AlgoLab / pygfa

A library to manage GFA files
http://pygfa.readthedocs.io
MIT License
7 stars 3 forks source link

Invalid dovetail overlaps orientation in GFA2 Edges #2

Open dlobba opened 7 years ago

dlobba commented 7 years ago

The recognition of dovetail overlaps in GFA2 edges has been done has follow, considering the positions of the two sequences (beg1, end1, beg2 and end2 respectively) the edge represents a dovetail overlap if: beg1=0 or end1=x$ and beg2=0 or end2=y$. If this is true then extremes taken into account are computed as the one described in GFA1, if segment1 is + then from_segment_end is R otherwise is L. If segment2 is + then to_segment_end is L otherwise R.

This is not correct in GFA2 since a dovetail overlap could be, erroneously, such this one: E l12 1+ 2+ 0 3 0 3 * So this situations must be solved in a different way then the one used by GFA1.

dlobba commented 7 years ago

I have analyzed this situation more carefully. E l12 1+ 2+ 0 3 0 3 * It's not a dovetail overlap situation, but it's a partial (general) overlap correctly described by a generic edge line. The GFA1 specification couldn't describe this situation.
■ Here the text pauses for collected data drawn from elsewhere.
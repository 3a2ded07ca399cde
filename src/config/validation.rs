use super::models::{CacheBackend, Config};
use thiserror::Error;

#[derive(Debug, Error)]
pub enum ValidationError {
    #[error("downloader.max_attempts must be at least 1")]
    ZeroAttempts,

    #[error("downloader.max_concurrent_downloads must be at least 1")]
    ZeroConcurrency,

    #[error("combined.worker_pool_size must be at least 1")]
    ZeroWorkerPool,

    #[error("cache.write_budget must be positive")]
    ZeroWriteBudget,

    #[error("Disk cache requires a non-empty {field}")]
    MissingDiskSetting { field: &'static str },

    #[error("Retry backoff {base_ms}ms exceeds its cap of {max_ms}ms")]
    BackoffExceedsCap { base_ms: u64, max_ms: u64 },
}

/// Validate the entire configuration
pub fn validate(config: &Config) -> Result<(), ValidationError> {
    validate_downloader(config)?;
    validate_cache(config)?;

    if config.combined.worker_pool_size == 0 {
        return Err(ValidationError::ZeroWorkerPool);
    }

    Ok(())
}

fn validate_downloader(config: &Config) -> Result<(), ValidationError> {
    let downloader = &config.downloader;

    if downloader.max_attempts == 0 {
        return Err(ValidationError::ZeroAttempts);
    }
    if downloader.max_concurrent_downloads == 0 {
        return Err(ValidationError::ZeroConcurrency);
    }
    if downloader.retry_backoff_ms > downloader.max_retry_backoff_ms {
        return Err(ValidationError::BackoffExceedsCap {
            base_ms: downloader.retry_backoff_ms,
            max_ms: downloader.max_retry_backoff_ms,
        });
    }

    Ok(())
}

/// The budget only matters when something is cached
fn validate_cache(config: &Config) -> Result<(), ValidationError> {
    let cache = &config.cache;

    if cache.backend == CacheBackend::None {
        return Ok(());
    }
    if cache.write_budget.as_u64() == 0 {
        return Err(ValidationError::ZeroWriteBudget);
    }
    if cache.backend == CacheBackend::Disk {
        if cache.path.as_os_str().is_empty() {
            return Err(ValidationError::MissingDiskSetting { field: "cache.path" });
        }
        if cache.partition.trim().is_empty() {
            return Err(ValidationError::MissingDiskSetting {
                field: "cache.partition",
            });
        }
    }

    Ok(())
}
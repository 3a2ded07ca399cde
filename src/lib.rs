pub mod cache;
pub mod callback;
pub mod combine;
pub mod config;
pub mod downloader;
pub mod error;
pub mod handle;
pub mod humanize;
pub mod observability;
pub mod stack;
pub mod task;

pub use callback::{Callback, ChildCallback, CombinedCallback, DownloadCallback, NoopCallback};
pub use combine::{CombinedContext, CombinedDownloader, CombinedTask};
pub use downloader::{Downloader, DownloaderService};
pub use error::{DownloadError, Result};
pub use handle::DownloadHandle;
pub use task::{DownloadSession, DownloadTask, Locator};
//! Configuration management for fetchcore
//!
//! Settings are layered, lowest priority first:
//! 1. Default values (embedded in structs)
//! 2. TOML configuration file
//! 3. Environment variables
//!
//! # Usage
//!
//! ```no_run
//! use fetchcore::config::Config;
//!
//! let config = Config::load().expect("Failed to load configuration");
//! println!("Attempts per download: {}", config.downloader.max_attempts);
//! ```
//!
//! # Environment Variables
//!
//! Any key can be overridden with `FETCHCORE__<section>__<key>`:
//! - `FETCHCORE__DOWNLOADER__MAX_ATTEMPTS=5`
//! - `FETCHCORE__CACHE__BACKEND=disk`
//! - `FETCHCORE__CACHE__WRITE_BUDGET=16MB`
//!
//! # Configuration File
//!
//! The file is read from `config/fetchcore.toml` unless `FETCHCORE_CONFIG`
//! points elsewhere. A missing file is not an error.

mod models;
mod sources;
mod validation;

pub use crate::humanize::ByteSize;
pub use models::{
    CacheBackend, CacheConfig, CombinedConfig, Config, DownloaderConfig, HttpSettings,
    TelemetryConfig,
};
pub use validation::ValidationError;

use std::time::Duration;

use crate::downloader::HttpConfig;
use thiserror::Error;

#[derive(Debug, Error)]
pub enum ConfigError {
    #[error("Failed to load configuration: {0}")]
    LoadError(#[from] config::ConfigError),

    #[error("Configuration validation failed: {0}")]
    ValidationError(#[from] ValidationError),
}

impl Config {
    /// Load configuration from all sources (file + environment)
    ///
    /// # Errors
    ///
    /// Returns an error if the file is malformed or validation fails.
    pub fn load() -> Result<Self, ConfigError> {
        let config = sources::load()?;
        validation::validate(&config)?;
        Ok(config)
    }

    /// Load configuration from a specific path (plus `.env` and environment
    /// overrides)
    pub fn load_from_path(path: std::path::PathBuf) -> Result<Self, ConfigError> {
        let config = sources::load_from_path(path)?;
        validation::validate(&config)?;
        Ok(config)
    }
}

impl HttpSettings {
    pub fn to_http_config(&self) -> HttpConfig {
        HttpConfig::builder()
            .connect_timeout(Duration::from_secs(self.connect_timeout_secs))
            .request_timeout(Duration::from_secs(self.request_timeout_secs))
            .user_agent(self.user_agent.clone())
            .max_redirects(self.max_redirects)
            .build()
    }
}

#[cfg(test)]
mod tests {
    use super::*;
    use std::fs;
    use tempfile::TempDir;

    #[test]
    fn test_load_full_config() {
        let temp_dir = TempDir::new().unwrap();
        let config_path = temp_dir.path().join("fetchcore.toml");

        let toml_content = r#"
[downloader]
max_attempts = 2
max_concurrent_downloads = 4
retry_backoff_ms = 100
max_retry_backoff_ms = 1000

[http]
connect_timeout_secs = 3
request_timeout_secs = 30

[cache]
backend = "none"

[combined]
worker_pool_size = 16
        "#;

        fs::write(&config_path, toml_content).unwrap();

        let config = Config::load_from_path(config_path).unwrap();
        assert_eq!(config.downloader.max_attempts, 2);
        assert_eq!(config.cache.backend, CacheBackend::None);
        assert_eq!(config.combined.worker_pool_size, 16);

        let http = config.http.to_http_config();
        assert_eq!(http.connect_timeout, Duration::from_secs(3));
        assert_eq!(http.request_timeout, Duration::from_secs(30));
    }

    #[test]
    fn test_validation_runs_on_load() {
        let temp_dir = TempDir::new().unwrap();
        let config_path = temp_dir.path().join("fetchcore.toml");

        fs::write(&config_path, "[downloader]\nmax_attempts = 0\n").unwrap();

        let result = Config::load_from_path(config_path);
        assert!(matches!(
            result.unwrap_err(),
            ConfigError::ValidationError(ValidationError::ZeroAttempts)
        ));
    }
}
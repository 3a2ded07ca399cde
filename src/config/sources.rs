use super::models::Config;
use config::{ConfigError, Environment, File, Map};
use std::env;
use std::path::{Path, PathBuf};

const CONFIG_ENV_VAR: &str = "FETCHCORE_CONFIG";
const DEFAULT_CONFIG_PATH: &str = "config/fetchcore.toml";
const ENV_PREFIX: &str = "FETCHCORE";
const ENV_SEPARATOR: &str = "__";
const DOTENV_PATH: &str = ".env";

/// Load configuration from multiple sources with priority:
/// 1. Defaults (embedded in structs)
/// 2. TOML file (if exists)
/// 3. Variables from the `.env` file (via dotenvy)
/// 4. System environment variables (highest priority)
pub fn load() -> Result<Config, ConfigError> {
    load_from_path(default_path())
}

/// Same layering as [`load`] with an explicit config file
pub fn load_from_path(config_path: PathBuf) -> Result<Config, ConfigError> {
    load_layers(config_path, Path::new(DOTENV_PATH))
}

/// Config file location: `FETCHCORE_CONFIG` or the default path
pub fn default_path() -> PathBuf {
    env::var(CONFIG_ENV_VAR)
        .map(PathBuf::from)
        .unwrap_or_else(|_| PathBuf::from(DEFAULT_CONFIG_PATH))
}

/// Load configuration from a specific path and the system environment
pub fn load_from_sources(config_path: PathBuf) -> Result<Config, ConfigError> {
    build(config_path, None)
}

/// Load configuration from a config file, a dotenv file and the system
/// environment. A missing dotenv file is skipped.
pub fn load_layers(config_path: PathBuf, dotenv_path: &Path) -> Result<Config, ConfigError> {
    let dotenv = read_dotenv(dotenv_path)?;
    build(config_path, dotenv)
}

fn read_dotenv(path: &Path) -> Result<Option<Map<String, String>>, ConfigError> {
    let entries = match dotenvy::from_path_iter(path) {
        Ok(entries) => entries,
        Err(e) if e.not_found() => return Ok(None),
        Err(e) => return Err(ConfigError::Foreign(Box::new(e))),
    };

    let mut vars = Map::new();
    for entry in entries {
        let (key, value) = entry.map_err(|e| ConfigError::Foreign(Box::new(e)))?;
        vars.insert(key, value);
    }
    tracing::debug!(path = %path.display(), vars = vars.len(), "Loaded dotenv file");
    Ok(Some(vars))
}

fn environment() -> Environment {
    // FETCHCORE__CACHE__BACKEND -> cache.backend
    Environment::with_prefix(ENV_PREFIX)
        .prefix_separator(ENV_SEPARATOR)
        .separator(ENV_SEPARATOR)
        .try_parsing(true)
}

fn build(config_path: PathBuf, dotenv: Option<Map<String, String>>) -> Result<Config, ConfigError> {
    let mut builder = config::Config::builder();

    if config_path.exists() {
        tracing::info!(path = %config_path.display(), "Loading configuration");
        builder = builder.add_source(File::from(config_path).required(false));
    } else {
        tracing::debug!(
            path = %config_path.display(),
            "Configuration file not found, using defaults and environment overrides"
        );
    }

    if let Some(vars) = dotenv {
        builder = builder.add_source(environment().source(Some(vars)));
    }
    builder = builder.add_source(environment());

    builder.build()?.try_deserialize()
}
So, I've read again the specification and I have changed the assumption for a dovetail overlap in GFA2 edges. The statement:" For example a GFA edge which encodes what is called a dovetail overlap (because two ends overlap) is a GFA2 edge where either beg1 = 0 or end1 = x$ and either beg2 = 0 or end2 = y$."

Is incorrect to me, since could lead to the situation described in this issue post.

The interpretation I have used is: "An Edge encodes a dovetail overlap if beg1 = 0 and end2 = y$ (so the end of the second segment overlaps with the begin of the first one) or end1 = x$ and beg2 = 0 (this is the normal Link case)." So, after this preamble, I have to check which of the two segments is the "from_segment" (regarding the dovetail overlap) and apply the sign rules as Link describes.

The code for this is the following (after checking that the edge is a dovetail overlap):

    def _set_segments_end_link(self):
        if self.from_orn == "+":
            self._from_segment_end = "R"
        else:
            self._from_segment_end = "L"
        if self.to_orn == "+":
            self._to_segment_end = "L"
        else:
            self._to_segment_end = "R"

    def _set_segments_end_edge(self):
        beg1, end1 = self.from_positions
        beg2, end2 = self.to_positions

        # the dovetail is from the end of from_node to
        # the beginning of to_node, just like a GFA1 Link
        if beg2 == "0":
            self._set_segments_end_link()
        else: # dovetail between end of to_node and begin of from_node
            if self.from_orn == "+":
                self._from_segment_end = "L"
            else:
                self._from_segment_end = "R"
            if self.to_orn == "+":
                self._to_segment_end = "R"
            else:
                self._to_segment_end = "L"